Edwin Taylor, JP (13 February 1905 – 25 September 1973) was a British master baker and politician from Bolton.

==Bakery and career==
Taylor was educated at St John's School, Wingates, and Bolton Technical College. He left school when he was 13 and later on (30), he went into the bakery business and eventually opened his own bakery and confectioners' shop in his home town; keen to promote the business, he founded the Bolton and District Master Bakers' Association of which he became Chairman and eventually President. He was known locally as "the pie-man", or sometimes "The Dancing Pieman" because of his proficiency as a ballroom dancing champion. During the Second World War, Taylor served in the Auxiliary Fire Service.

==Municipal service==
In 1940 Taylor was co-opted onto Bolton Town Council as a Conservative for Tonge Ward (elections having been suspended due to the outbreak of war). He lost his seat in 1945 but regained it in 1947. In 1952 he was made a Justice of the Peace, and in 1955 he was elected as an Alderman of Bolton. He was chosen as Mayor of Bolton in 1959-60 and served as Deputy Mayor the following year.

==Byelection campaign==
Philip Bell QC, the Conservative Member of Parliament for Bolton East, was appointed as a County Court Judge in the summer of 1960, which required a byelection to replace him. Taylor was chosen as the new candidate. The byelection saw the decision of the Liberal Party to field a candidate, which broke a local pact which had held for 10 years whereby the Liberals left the Bolton East seat alone, and in return the Conservatives did not stand in Bolton West; the pact had achieved its objective of preventing the Labour Party from winning either.

==Parliament==
Taylor was elected by a margin of 641 votes over Labour candidate Robert Howarth, with the Liberal candidate Frank Byers securing a quarter of the vote. Dissension within the Labour Party over nuclear disarmament was thought to have helped Taylor win. On taking his seat, one Labour MP immediately recommended that Taylor should be put on the Kitchen Committee of the House of Commons.

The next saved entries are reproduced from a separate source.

//! Main application configuration

use cacheside_application::AccessPolicy;
use serde::{Deserialize, Serialize};

use super::{CacheConfig, LockConfig, LoggingConfig, StoreConfig};

/// Complete configuration of a Cacheside process
#[derive(Debug, Clone, Default, PartialEq, Serialize, Deserialize)]
#[serde(default)]
pub struct AppConfig {
    /// Logging configuration
    pub logging: LoggingConfig,

    /// Cache backend configuration
    pub cache: CacheConfig,

    /// Stampede lock configuration
    pub lock: LockConfig,

    /// Persistent store configuration
    pub store: StoreConfig,
}

impl AppConfig {
    /// TTLs and backoff for the entity access service
    pub fn access_policy(&self) -> AccessPolicy {
        AccessPolicy {
            data_ttl: self.cache.data_ttl(),
            lock_ttl: self.lock.ttl(),
            retry: self.lock.retry_policy(),
        }
    }
}
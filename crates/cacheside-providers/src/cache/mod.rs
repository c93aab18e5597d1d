//! Cache Provider Implementations
//!
//! Backends for entity snapshots and stampede locks.
//!
//! ## Available Providers
//!
//! | Provider | Type | Description |
//! |----------|------|-------------|
//! | [`NullCacheProvider`] | Testing | Stores nothing, every lock is free |
//! | [`MokaCacheProvider`] | Local | In-process cache with per-entry TTL |
//! | [`RedisCacheProvider`] | Distributed | Redis-backed, locks span processes |
//!
//! ## Provider Selection Guide
//!
//! - **Development/Testing**: `NullCacheProvider` to bypass caching entirely
//! - **Single Instance**: `MokaCacheProvider`
//! - **Multi Instance**: `RedisCacheProvider`, the only backend whose locks
//!   exclude loaders in other processes

#[cfg(feature = "cache-moka")]
pub mod moka;
pub mod null;
#[cfg(feature = "cache-redis")]
pub mod redis;

#[cfg(feature = "cache-moka")]
pub use moka::MokaCacheProvider;
pub use null::NullCacheProvider;
#[cfg(feature = "cache-redis")]
pub use redis::RedisCacheProvider;

pub use cacheside_domain::ports::providers::cache::{CacheEntryConfig, CacheStats};
//! Entity contract

use serde::Serialize;
use serde::de::DeserializeOwned;
use std::fmt::Debug;

/// A record owned by the persistent store and mirrored in the cache.
///
/// The cache only ever holds a JSON snapshot of an entity, so every entity
/// must round-trip through `serde_json` unchanged.
pub trait Entity: Serialize + DeserializeOwned + Clone + Debug + Send + Sync + 'static {
    /// Name used as the first segment of cache and lock keys (e.g. `"user"`)
    const ENTITY_NAME: &'static str;

    /// Store-assigned identifier
    fn id(&self) -> &str;
}

/// Builds a new entity from its creation input once the store has minted an id.
pub trait FromCreate<C>: Entity {
    /// Construct the entity with the given identifier
    fn from_create(id: String, dto: C) -> Self;
}
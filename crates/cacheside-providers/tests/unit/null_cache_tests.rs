//! Null cache provider contract

use cacheside_domain::ports::providers::cache::{CacheEntryConfig, CacheProvider};
use cacheside_providers::cache::NullCacheProvider;

#[tokio::test]
async fn test_null_cache_stores_nothing() {
    let cache = NullCacheProvider::new();

    cache.set_json("user:1", "{}", CacheEntryConfig::new()).await.unwrap();

    assert_eq!(cache.get_json("user:1").await.unwrap(), None);
    assert!(!cache.exists("user:1").await.unwrap());
    assert_eq!(cache.size().await.unwrap(), 0);
}

#[tokio::test]
async fn test_null_cache_locks_are_always_free() {
    let cache = NullCacheProvider::new();
    let config = CacheEntryConfig::new().with_ttl_secs(10);

    assert!(cache.set_if_absent("user:1:lock", "a", config.clone()).await.unwrap());
    assert!(cache.set_if_absent("user:1:lock", "b", config).await.unwrap());
    assert!(!cache.delete_if_equals("user:1:lock", "a").await.unwrap());
}
//! Structured logging with tracing
//!
//! Installs the global subscriber: an [`EnvFilter`] (overridable through
//! `CACHESIDE_LOG`), plain or JSON output on stderr, and an optional daily
//! rotated log file. Stdout stays free for command output.

use std::ffi::OsStr;
use std::path::Path;

use cacheside_domain::error::{Error, Result};
use tracing::{Level, info, warn};
use tracing_subscriber::{EnvFilter, Registry, fmt, layer::SubscriberExt, util::SubscriberInitExt};

pub use crate::config::LoggingConfig;
use crate::constants::{DEFAULT_LOG_FILE_STEM, LOG_ENV_VAR};

/// Initialize logging with the provided configuration
///
/// Fails when the level is not a tracing level or a global subscriber is
/// already installed.
pub fn init_logging(config: &LoggingConfig) -> Result<()> {
    let level = parse_log_level(&config.level)?;
    let filter =
        EnvFilter::try_from_env(LOG_ENV_VAR).unwrap_or_else(|_| EnvFilter::new(&config.level));

    let file_appender = config.file_output.as_ref().map(|path| {
        tracing_appender::rolling::daily(
            path.parent().unwrap_or_else(|| Path::new(".")),
            path.file_stem()
                .unwrap_or_else(|| OsStr::new(DEFAULT_LOG_FILE_STEM)),
        )
    });

    // Layer types differ per format, so each branch builds its own stack
    let installed = if config.json_format {
        let console = fmt::layer()
            .json()
            .with_writer(std::io::stderr)
            .with_target(true)
            .with_thread_ids(true);
        let registry = Registry::default().with(filter);
        if let Some(appender) = file_appender {
            let file = fmt::layer()
                .json()
                .with_writer(appender)
                .with_ansi(false)
                .with_target(true);
            registry.with(console).with(file).try_init()
        } else {
            registry.with(console).try_init()
        }
    } else {
        let console = fmt::layer()
            .with_writer(std::io::stderr)
            .with_target(true)
            .with_thread_ids(true);
        let registry = Registry::default().with(filter);
        if let Some(appender) = file_appender {
            let file = fmt::layer()
                .with_writer(appender)
                .with_ansi(false)
                .with_target(true);
            registry.with(console).with(file).try_init()
        } else {
            registry.with(console).try_init()
        }
    };
    installed.map_err(|e| Error::configuration_with_source("Failed to install logger", e))?;

    info!("Logging initialized with level: {}", level);
    Ok(())
}

/// Parse log level string to tracing Level
pub fn parse_log_level(level: &str) -> Result<Level> {
    match level.to_lowercase().as_str() {
        "trace" => Ok(Level::TRACE),
        "debug" => Ok(Level::DEBUG),
        "info" => Ok(Level::INFO),
        "warn" | "warning" => Ok(Level::WARN),
        "error" => Ok(Level::ERROR),
        _ => Err(Error::configuration(format!(
            "Invalid log level: {level}. Use trace, debug, info, warn, or error"
        ))),
    }
}

/// Log configuration loading status
pub fn log_config_loaded(config_path: &Path, success: bool) {
    if success {
        info!("Configuration loaded from {}", config_path.display());
    } else {
        warn!("Configuration file not found: {}", config_path.display());
    }
}
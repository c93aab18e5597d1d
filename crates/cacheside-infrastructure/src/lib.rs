//! Infrastructure Layer - Cacheside
//!
//! Cross-cutting concerns around the access layer:
//!
//! - [`config`]: layered configuration loading and validation
//! - [`logging`]: tracing subscriber setup
//! - [`error_ext`]: context helpers for foreign errors
//! - [`bootstrap`]: wiring configured providers into the access service

// Link every provider so the registries are complete
extern crate cacheside_providers;

pub mod bootstrap;
pub mod config;
pub mod constants;
pub mod error_ext;
pub mod logging;

pub use bootstrap::{CachesideServices, ServiceBootstrap, UserAccessService};
pub use config::{AppConfig, ConfigBuilder, ConfigLoader};
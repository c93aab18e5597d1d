//! Behaviour of the in-memory entity store

use cacheside_domain::error::Error;
use cacheside_domain::ports::repositories::EntityRepository;
use cacheside_domain::{CreateUserDto, UpdateUserDto, User};
use cacheside_providers::store::InMemoryEntityStore;
use chrono::{TimeZone, Utc};
use std::sync::Arc;

type UserStore = Arc<dyn EntityRepository<User, CreateUserDto, UpdateUserDto>>;

fn store() -> UserStore {
    Arc::new(InMemoryEntityStore::<User>::new())
}

fn create_dto(user_id: &str) -> CreateUserDto {
    CreateUserDto {
        user_id: user_id.to_string(),
        email: format!("{user_id}@example.com"),
        consumer_id: "consumer-1".to_string(),
        key_id: "key-1".to_string(),
    }
}

#[tokio::test]
async fn test_created_user_is_found_by_id() {
    let store = store();
    let created = store.create(create_dto("u1"), None).await.unwrap();

    let found = store.find_by_id(&created.id, None).await.unwrap();

    assert_eq!(found, Some(created));
}

#[tokio::test]
async fn test_ids_are_unique() {
    let store = store();
    let a = store.create(create_dto("a"), None).await.unwrap();
    let b = store.create(create_dto("b"), None).await.unwrap();

    assert_ne!(a.id, b.id);
    assert_eq!(a.id.len(), 24);
}

#[tokio::test]
async fn test_missing_id_is_none() {
    let store = store();

    let found = store.find_by_id("ffffffffffffffffffffffff", None).await.unwrap();
    let updated = store
        .update("ffffffffffffffffffffffff", UpdateUserDto::email("x@y.z"), None)
        .await
        .unwrap();

    assert!(found.is_none());
    assert!(updated.is_none());
}

#[tokio::test]
async fn test_malformed_id_is_invalid_argument() {
    let store = store();

    let find = store.find_by_id("u1", None).await.unwrap_err();
    let update = store
        .update("u1", UpdateUserDto::default(), None)
        .await
        .unwrap_err();

    assert!(matches!(find, Error::InvalidArgument { .. }));
    assert!(matches!(update, Error::InvalidArgument { .. }));
}

#[tokio::test]
async fn test_partial_update_changes_only_present_fields() {
    let store = store();
    let created = store.create(create_dto("u1"), None).await.unwrap();
    let signed_in = Utc.with_ymd_and_hms(2030, 1, 2, 3, 4, 5).unwrap();

    let patch = UpdateUserDto {
        signed_in: Some(signed_in),
        is_cheater: Some(true),
        ..UpdateUserDto::default()
    };
    let updated = store
        .update(&created.id, patch, None)
        .await
        .unwrap()
        .unwrap();

    assert_eq!(updated.signed_in, signed_in);
    assert!(updated.is_cheater);
    assert_eq!(updated.email, created.email);
    assert_eq!(updated.created, created.created);

    let reloaded = store.find_by_id(&created.id, None).await.unwrap();
    assert_eq!(reloaded, Some(updated));
}
//! Logging setup tests

use cacheside_domain::error::Error;
use cacheside_infrastructure::logging::{LoggingConfig, init_logging, parse_log_level};
use tracing::Level;

#[test]
fn test_parse_log_level() {
    assert_eq!(parse_log_level("trace").unwrap(), Level::TRACE);
    assert_eq!(parse_log_level("DEBUG").unwrap(), Level::DEBUG);
    assert_eq!(parse_log_level("info").unwrap(), Level::INFO);
    assert_eq!(parse_log_level("warning").unwrap(), Level::WARN);
    assert_eq!(parse_log_level("error").unwrap(), Level::ERROR);
}

#[test]
fn test_parse_log_level_rejects_unknown() {
    let err = parse_log_level("loud").unwrap_err();
    assert!(matches!(err, Error::Configuration { .. }));
}

#[test]
fn test_init_logging_rejects_bad_level_before_installing() {
    let config = LoggingConfig {
        level: "loud".to_string(),
        ..LoggingConfig::default()
    };
    assert!(init_logging(&config).is_err());
}

#[test]
fn test_second_init_fails() {
    let config = LoggingConfig::default();
    let _ = init_logging(&config);

    let err = init_logging(&config).unwrap_err();
    assert!(matches!(err, Error::Configuration { .. }));
}
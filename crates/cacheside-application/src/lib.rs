//! Application Layer - Cacheside
//!
//! Use cases of the cache-aside entity access layer, built only on the ports
//! defined in `cacheside-domain`.
//!
//! ## Architecture
//!
//! The application layer:
//! - Serves reads from the shared cache and loads misses under a stampede lock
//! - Invalidates cached snapshots on writes
//! - Declares the provider registries that adapters plug into
//! - Has no dependencies on infrastructure or concrete backends
//!
//! ## Modules
//!
//! - [`use_cases`]: [`EntityAccessService`] and the transaction helper
//! - [`cache_store`]: fail-open typed facade over a cache provider
//! - [`lock`]: stampede lock on top of a cache provider
//! - [`namespace`]: key prefixing for shared cache backends
//! - [`retry`]: bounded, jittered backoff
//! - [`ports::registry`]: linkme registries for cache and store providers

pub mod cache_store;
pub mod instrumentation;
pub mod lock;
pub mod namespace;
pub mod ports;
pub mod retry;
pub mod use_cases;

pub use cache_store::CacheStore;
pub use instrumentation::{InstrumentedRepository, StoreCallCounts};
pub use lock::CacheLockProvider;
pub use namespace::NamespacedCache;
pub use retry::RetryPolicy;
pub use use_cases::*;
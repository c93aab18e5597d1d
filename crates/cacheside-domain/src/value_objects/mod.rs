//! Value objects

pub mod cache_key;
pub mod entity_id;
pub mod transaction;

pub use cache_key::CacheKey;
pub use entity_id::validate_entity_id;
pub use transaction::TransactionContext;
//! Cache and lock key derivation

use std::fmt;

use crate::constants::{CACHE_KEY_SEPARATOR, LOCK_KEY_SUFFIX};
use crate::entities::Entity;

/// Deterministic cache key `"<entityName>:<id>"`
#[derive(Debug, Clone, PartialEq, Eq, Hash)]
pub struct CacheKey(String);

impl CacheKey {
    /// Build the key for an entity name and id
    pub fn new(entity_name: &str, id: &str) -> Self {
        Self(format!("{entity_name}{CACHE_KEY_SEPARATOR}{id}"))
    }

    /// Build the key for entity type `E`
    pub fn for_entity<E: Entity>(id: &str) -> Self {
        Self::new(E::ENTITY_NAME, id)
    }

    /// Lock key guarding loads of this entry: `"<entityName>:<id>:lock"`
    pub fn lock_key(&self) -> String {
        format!("{}{CACHE_KEY_SEPARATOR}{LOCK_KEY_SUFFIX}", self.0)
    }

    /// Key as a string slice
    pub fn as_str(&self) -> &str {
        &self.0
    }
}

impl fmt::Display for CacheKey {
    fn fmt(&self, f: &mut fmt::Formatter<'_>) -> fmt::Result {
        f.write_str(&self.0)
    }
}

impl AsRef<str> for CacheKey {
    fn as_ref(&self) -> &str {
        &self.0
    }
}
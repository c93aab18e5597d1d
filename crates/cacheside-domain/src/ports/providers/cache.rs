//! Cache Provider Port
//!
//! Port for the shared key/value cache behind the cache-aside layer. The
//! same backend also hosts stampede locks, so besides plain get/set/delete it
//! must offer an atomic set-if-absent.
//!
//! ## Provider Pattern
//!
//! Backends register themselves in the provider registry and are created
//! from configuration by name:
//!
//! | Name | Scope | Atomicity of `set_if_absent` |
//! |------|-------|------------------------------|
//! | `moka` | single process | moka entry API |
//! | `redis` | whole deployment | `SET NX EX` |
//! | `null` | none | always succeeds |

use crate::constants::DEFAULT_DATA_TTL_SECS;
use crate::error::Result;
use async_trait::async_trait;
use serde::{Deserialize, Serialize};
use std::time::Duration;

/// Per-write options for a cache entry
///
/// Only the lifetime is configurable. An entry written without one lives
/// for the default data TTL.
///
/// # Example
///
/// ```
/// use cacheside_domain::ports::providers::cache::CacheEntryConfig;
/// use std::time::Duration;
///
/// let config = CacheEntryConfig::default().with_ttl(Duration::from_secs(10));
/// assert_eq!(config.effective_ttl(), Duration::from_secs(10));
/// ```
#[derive(Debug, Clone, PartialEq, Eq, Serialize, Deserialize)]
pub struct CacheEntryConfig {
    /// Lifetime of the entry
    pub ttl: Option<Duration>,
}

impl CacheEntryConfig {
    /// Entry config carrying the default data TTL
    pub fn new() -> Self {
        Self {
            ttl: Some(Duration::from_secs(DEFAULT_DATA_TTL_SECS)),
        }
    }

    /// Use `ttl` as the lifetime
    #[must_use]
    pub fn with_ttl(mut self, ttl: Duration) -> Self {
        self.ttl = Some(ttl);
        self
    }

    /// Use `secs` seconds as the lifetime
    #[must_use]
    pub fn with_ttl_secs(self, secs: u64) -> Self {
        self.with_ttl(Duration::from_secs(secs))
    }

    /// Lifetime to apply, the default data TTL when unset
    pub fn effective_ttl(&self) -> Duration {
        self.ttl
            .unwrap_or(Duration::from_secs(DEFAULT_DATA_TTL_SECS))
    }
}

impl Default for CacheEntryConfig {
    fn default() -> Self {
        Self::new()
    }
}

/// Hit/miss counters reported by a backend
#[derive(Debug, Clone, Serialize, Deserialize, Default)]
pub struct CacheStats {
    /// Reads that found an entry
    pub hits: u64,
    /// Reads that found nothing
    pub misses: u64,
    /// Entries currently held
    pub entries: u64,
    /// `hits / (hits + misses)`, 0.0 before the first read
    pub hit_rate: f64,
}

impl CacheStats {
    /// Zeroed counters
    pub fn new() -> Self {
        Self::default()
    }

    /// Count a hit and refresh the hit rate
    pub fn record_hit(&mut self) {
        self.hits += 1;
        self.hit_rate = self.calculate_hit_rate();
    }

    /// Count a miss and refresh the hit rate
    pub fn record_miss(&mut self) {
        self.misses += 1;
        self.hit_rate = self.calculate_hit_rate();
    }

    #[allow(clippy::cast_precision_loss)]
    fn calculate_hit_rate(&self) -> f64 {
        let total = self.hits + self.misses;
        if total > 0 {
            self.hits as f64 / total as f64
        } else {
            0.0
        }
    }
}

/// Key/value cache backend
///
/// Values are JSON strings; typed access lives one layer up. Every method is
/// fallible I/O, and callers in the access layer treat any `Err` as "the
/// operation had no effect".
#[async_trait]
pub trait CacheProvider: Send + Sync + std::fmt::Debug {
    /// Stored JSON for `key`, `None` when absent or expired
    async fn get_json(&self, key: &str) -> Result<Option<String>>;

    /// Store `value` under `key`, replacing any existing value
    async fn set_json(&self, key: &str, value: &str, config: CacheEntryConfig) -> Result<()>;

    /// Atomically set a value only if the key does not exist
    ///
    /// # Returns
    /// True if this call wrote the value, false if the key was already present
    async fn set_if_absent(&self, key: &str, value: &str, config: CacheEntryConfig)
    -> Result<bool>;

    /// Remove `key`; true when an entry was removed
    async fn delete(&self, key: &str) -> Result<bool>;

    /// Delete a key only while it still holds `expected`
    ///
    /// The default implementation reads then deletes, which leaves a short
    /// window between the two calls. Backends with server-side scripting
    /// override it with an atomic version.
    async fn delete_if_equals(&self, key: &str, expected: &str) -> Result<bool> {
        match self.get_json(key).await? {
            Some(current) if current == expected => self.delete(key).await,
            _ => Ok(false),
        }
    }

    /// Whether `key` currently holds a value
    async fn exists(&self, key: &str) -> Result<bool>;

    /// Drop every entry
    async fn clear(&self) -> Result<()>;

    /// Hit/miss counters
    async fn stats(&self) -> Result<CacheStats>;

    /// Number of entries held
    async fn size(&self) -> Result<usize>;

    /// Registry name of the backend (`moka`, `redis`, `null`)
    fn provider_name(&self) -> &str;
}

In his first year in Parliament, Taylor was much concentrated on fire safety after a fire in a club in Bolton killed 19 people. In 1962 he tabled an amendment calling on limits on the importation of cloth and yarn to prevent dumping by foreign competitors. He also joined the 1964 rebellion against the abolition of resale price maintenance. At the 1964 general election, a more organised Labour campaign in Bolton East saw Taylor voted out by a margin of more than 3,000 votes (with the Liberals simultaneously losing Bolton West by roughly the same margin).

==Subsequent career==
Taylor subsequently fought the 1966 general election attempting to regain his seat. In May 1973 he was elected to Greater Manchester County Council, but died four months later.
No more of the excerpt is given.